Exceptional non-recurring costs were £8.6 million in the period (2020: £3.0m). Total Net Debt, as defined in our finance facilities, at the end of the year was £271.1 million (2020: £187.6m) and leverage was 4.97 times (2020: 5.79 times).
These results show the impact of acquisitions at the time they joined the group and therefore do not tell the whole story as the full year effect of these acquisitions has yet to be formally reported. To that end, proforma figures for the Group at the end of FY21 show a group of companies delivering:
- Annual revenue of £537.1 million
- Adjusted EBITDA (as defined in our finance facilities) of £54.6 million
RSK is proud to be a global employee-owned business. The group recognises the global need for the expertise and services we can provide and has set out an ambitious growth plan to ensure that we play an active role in achieving a more sustainable future. RSK has made a conscious decision to finance the growth of business through debt (borrowing funds) rather than equity (selling shares) to ensure our employees retain control of the business.
Having taken the decision to fund our growth with debt, rather than equity, the key metrics for success as measured by our board of directors are cash flow and compliance with the covenants agreed with our lenders, primarily to maintain leverage (the relationship between EBITDA and Debt) at an acceptable level. Provided that leverage is maintained below 7x, the directors are comfortable that there is plenty of headroom. Based on our performance against these key metrics, RSK and the directors are very pleased with financial results for the year and believe that the group has never been in a stronger position.

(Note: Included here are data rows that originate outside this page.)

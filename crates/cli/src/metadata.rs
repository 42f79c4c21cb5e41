//! Per-test metadata extraction from the suite's source tree.
//!
//! Dispatches on [`classify`]: parametrized open tests are located by their
//! literal `<name>:` table row, every other test by its `/// <name>: ...`
//! doc line plus `fn <name>` declaration. One search per test name; results
//! are cached in a [`MetadataIndex`] for the duration of one report.

use std::collections::BTreeMap;
use std::path::{Path, PathBuf};

use tracing::debug;

use crate::classify::{self, TestKind};
use crate::error::{Error, Result};
use crate::search::{LineHit, SearchPattern, SourceSearch};
use crate::tuple::{self, OpenCase};

/// Metadata of a parametrized open test.
#[derive(Debug, Clone, PartialEq, Eq)]
pub struct OpenMetadata {
    pub file: PathBuf,
    pub line: u32,
    pub case: OpenCase,
}

/// Metadata of a described test.
#[derive(Debug, Clone, PartialEq, Eq)]
pub struct DescribedMetadata {
    pub file: PathBuf,
    pub line: u32,
    pub description: String,
}

/// Shape-specific metadata for one test.
#[derive(Debug, Clone, PartialEq, Eq)]
pub enum TestMetadata {
    ParametrizedOpen(OpenMetadata),
    Described(DescribedMetadata),
}

impl TestMetadata {
    pub fn file(&self) -> &Path {
        match self {
            TestMetadata::ParametrizedOpen(m) => &m.file,
            TestMetadata::Described(m) => &m.file,
        }
    }

    pub fn line(&self) -> u32 {
        match self {
            TestMetadata::ParametrizedOpen(m) => m.line,
            TestMetadata::Described(m) => m.line,
        }
    }
}

/// Resolved metadata keyed by short test name; one record per name.
#[derive(Debug, Default)]
pub struct MetadataIndex {
    entries: BTreeMap<String, TestMetadata>,
}

impl MetadataIndex {
    pub fn get(&self, name: &str) -> Option<&TestMetadata> {
        self.entries.get(name)
    }

    pub fn len(&self) -> usize {
        self.entries.len()
    }

    pub fn is_empty(&self) -> bool {
        self.entries.is_empty()
    }
}

/// Resolve metadata for every test name.
pub fn extract_all<'a>(
    search: &dyn SourceSearch,
    names: impl Iterator<Item = &'a str>,
) -> Result<MetadataIndex> {
    let mut index = MetadataIndex::default();
    for name in names {
        let metadata = extract_one(search, name)?;
        index.entries.insert(name.to_string(), metadata);
    }
    Ok(index)
}

fn extract_one(search: &dyn SourceSearch, name: &str) -> Result<TestMetadata> {
    match classify::classify(name) {
        TestKind::ParametrizedOpen => extract_open(search, name),
        TestKind::Described => extract_described(search, name),
    }
}

fn ambiguity(name: &str, expected: usize, hits: &[LineHit]) -> Error {
    Error::MetadataAmbiguity {
        name: name.to_string(),
        expected,
        found: hits
            .iter()
            .map(|h| format!("{}:{}:{}", h.file.display(), h.line, h.text))
            .collect(),
    }
}

fn extract_open(search: &dyn SourceSearch, name: &str) -> Result<TestMetadata> {
    debug!(test = name, "loading open test metadata");

    let pattern = SearchPattern::Literal(format!("{name}:"));
    let hits = search.matching_lines(&pattern)?;
    let [hit] = hits.as_slice() else {
        return Err(ambiguity(name, 1, &hits));
    };

    let case = tuple::parse_open_case(name, &hit.text)?;
    Ok(TestMetadata::ParametrizedOpen(OpenMetadata {
        file: hit.file.clone(),
        line: hit.line,
        case,
    }))
}

fn extract_described(search: &dyn SourceSearch, name: &str) -> Result<TestMetadata> {
    debug!(test = name, "loading described test metadata");

    let pattern = SearchPattern::Regex(format!("((/// )|(fn )){}", regex::escape(name)));
    let mut hits = search.matching_lines(&pattern)?;
    hits.dedup();
    if hits.len() != 2 {
        return Err(ambiguity(name, 2, &hits));
    }

    let shape_err = |message: String| Error::MetadataShape {
        name: name.to_string(),
        message,
    };

    let doc = hits
        .iter()
        .find(|h| h.text.contains("/// "))
        .ok_or_else(|| shape_err("no doc line among matches".to_string()))?;
    let decl = hits
        .iter()
        .find(|h| h.text.contains("fn "))
        .ok_or_else(|| shape_err("no fn declaration among matches".to_string()))?;

    if doc.file != decl.file {
        return Err(shape_err(format!(
            "doc line in {} but declaration in {}",
            doc.file.display(),
            decl.file.display()
        )));
    }
    if decl.file.as_os_str().is_empty() {
        return Err(shape_err("empty file name".to_string()));
    }
    if decl.line == 0 {
        return Err(shape_err("missing declaration line number".to_string()));
    }

    // Everything after the first colon-delimited marker is the description.
    let description = doc
        .text
        .split_once(':')
        .map(|(_, rest)| rest.trim())
        .unwrap_or("");
    if description.is_empty() {
        return Err(shape_err("empty description".to_string()));
    }

    Ok(TestMetadata::Described(DescribedMetadata {
        file: decl.file.clone(),
        line: decl.line,
        description: description.to_string(),
    }))
}

#[cfg(test)]
#[path = "metadata_tests.rs"]
mod tests;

Impact of the Covid-19 pandemic
2020 and 2021 will likely always be remembered for Covid-19. The pandemic resulted in lockdowns and/or restrictions in virtually every country around the world and inevitably impacted most parts of RSK. During FY21, a high percentage of our operations had an unexpected period of full or partial shutdown which adversely affected trading. RSK acted very fast to protect the business from direct and indirect Covid-19 impacts, introducing measures to ensure the safety of our employees, clients and the community while helping to mitigate the financial impacts on the group.
RSK’s diversity in terms of skills, market sectors and geography helped to combat the challenges brought by the pandemic and ultimately showcased the resilience of the group. This coupled with a swift response to the pandemic allowed trading to return to and, in some cases, surpass pre-covid levels during the reporting period.
Outlook for FY22 and beyond
RSK continues to deliver its ambitious growth plans through bolt-on acquisitions and investment into our existing businesses. Already in FY22, the group has welcomed 22 acquisitions and created five new businesses.
Today RSK stands as a hugely diverse group of over 120 businesses employing over 8,000 people. Our very broad service offering of environmental, engineering and sustainability consultancy, coupled with the provision of related technical services allows us to make a tangible difference in the world; working together, across our businesses and with our clients, to make the Sustainable Development Goals a reality.
The group has the vision and finance facilities needed to support continued and significant growth. Strong forecasts across the group alongside the FY22 acquisitions made to date, show a current (as of January 2022) proforma LTM turnover of £860m. Further growth through the rest of FY22 and beyond is planned.